* Records *
──────

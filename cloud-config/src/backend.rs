use anyhow::{bail, Context, Result};
use async_trait::async_trait;
use bytes::Bytes;
use object_store::aws::AmazonS3Builder;
use object_store::local::LocalFileSystem;
use object_store::path::Path;
use object_store::{ObjectStore, PutPayload};
use shared_types::DocumentKey;
use std::path::PathBuf;
use std::sync::Arc;
use tracing::{debug, instrument};

use crate::config::StorageConfig;
use crate::traits::ObjectClient;

/// [`ObjectClient`] over the `object_store` crate.
///
/// A store is built per container on demand, so one client serves any
/// number of buckets (or directories, for the local backend).
pub struct ObjectStoreClient {
    config: StorageConfig,
}

impl ObjectStoreClient {
    pub fn from_config(config: StorageConfig) -> Self {
        Self { config }
    }

    fn container_dir(root: &std::path::Path, container: &str) -> Result<PathBuf> {
        if container.is_empty()
            || container == "."
            || container == ".."
            || container.contains(['/', '\\'])
        {
            bail!("Invalid container name: {container:?}");
        }
        Ok(root.join(container))
    }

    fn store_for(&self, container: &str) -> Result<Arc<dyn ObjectStore>> {
        let store: Arc<dyn ObjectStore> = match &self.config {
            StorageConfig::Local { path } => {
                let dir = Self::container_dir(path, container)?;
                Arc::new(
                    LocalFileSystem::new_with_prefix(&dir)
                        .with_context(|| format!("Failed to open container at {}", dir.display()))?,
                )
            }
            StorageConfig::S3 {
                region,
                endpoint,
                access_key_id,
                secret_access_key,
                allow_http,
            } => {
                let mut builder = AmazonS3Builder::from_env()
                    .with_bucket_name(container)
                    .with_allow_http(*allow_http);
                if let Some(region) = region {
                    builder = builder.with_region(region);
                }
                if let Some(endpoint) = endpoint {
                    builder = builder.with_endpoint(endpoint);
                }
                if let Some(access_key_id) = access_key_id {
                    builder = builder.with_access_key_id(access_key_id);
                }
                if let Some(secret_access_key) = secret_access_key {
                    builder = builder.with_secret_access_key(secret_access_key);
                }
                Arc::new(builder.build()?)
            }
        };
        Ok(store)
    }

    fn document_path(key: &DocumentKey) -> Path {
        Path::from(key.document.as_str())
    }
}

/// S3 reports a missing bucket on listing as a generic client error, so the
/// error code in the response body is checked as well.
fn is_missing_bucket(err: &object_store::Error) -> bool {
    matches!(err, object_store::Error::NotFound { .. }) || err.to_string().contains("NoSuchBucket")
}

#[async_trait]
impl ObjectClient for ObjectStoreClient {
    #[instrument(skip(self))]
    async fn container_exists(&self, container: &str) -> Result<bool> {
        match &self.config {
            StorageConfig::Local { path } => {
                let dir = Self::container_dir(path, container)?;
                match tokio::fs::metadata(&dir).await {
                    Ok(meta) => Ok(meta.is_dir()),
                    Err(e) if e.kind() == std::io::ErrorKind::NotFound => Ok(false),
                    Err(e) => Err(e.into()),
                }
            }
            StorageConfig::S3 { .. } => {
                let store = self.store_for(container)?;
                match store.list_with_delimiter(None).await {
                    Ok(_) => Ok(true),
                    Err(e) if is_missing_bucket(&e) => Ok(false),
                    Err(e) => Err(e.into()),
                }
            }
        }
    }

    #[instrument(skip(self))]
    async fn document_exists(&self, key: &DocumentKey) -> Result<bool> {
        let store = self.store_for(&key.container)?;
        match store.head(&Self::document_path(key)).await {
            Ok(_) => Ok(true),
            Err(object_store::Error::NotFound { .. }) => Ok(false),
            Err(e) => Err(e.into()),
        }
    }

    #[instrument(skip(self))]
    async fn download(&self, key: &DocumentKey) -> Result<Bytes> {
        let store = self.store_for(&key.container)?;
        let result = store
            .get(&Self::document_path(key))
            .await
            .with_context(|| format!("Failed to read document {key}"))?;
        let body = result.bytes().await?;
        debug!(bytes = body.len(), "Downloaded document");
        Ok(body)
    }

    #[instrument(skip(self, body), fields(bytes = body.len()))]
    async fn upload(&self, key: &DocumentKey, body: Bytes) -> Result<()> {
        let store = self.store_for(&key.container)?;
        store
            .put(&Self::document_path(key), PutPayload::from(body))
            .await
            .with_context(|| format!("Failed to write document {key}"))?;
        Ok(())
    }
}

──────

* Task prompt *
Return every line from the entries that holds the string "LocalFileSystem".

* Result for this task *
use object_store::local::LocalFileSystem;
                    LocalFileSystem::new_with_prefix(&dir)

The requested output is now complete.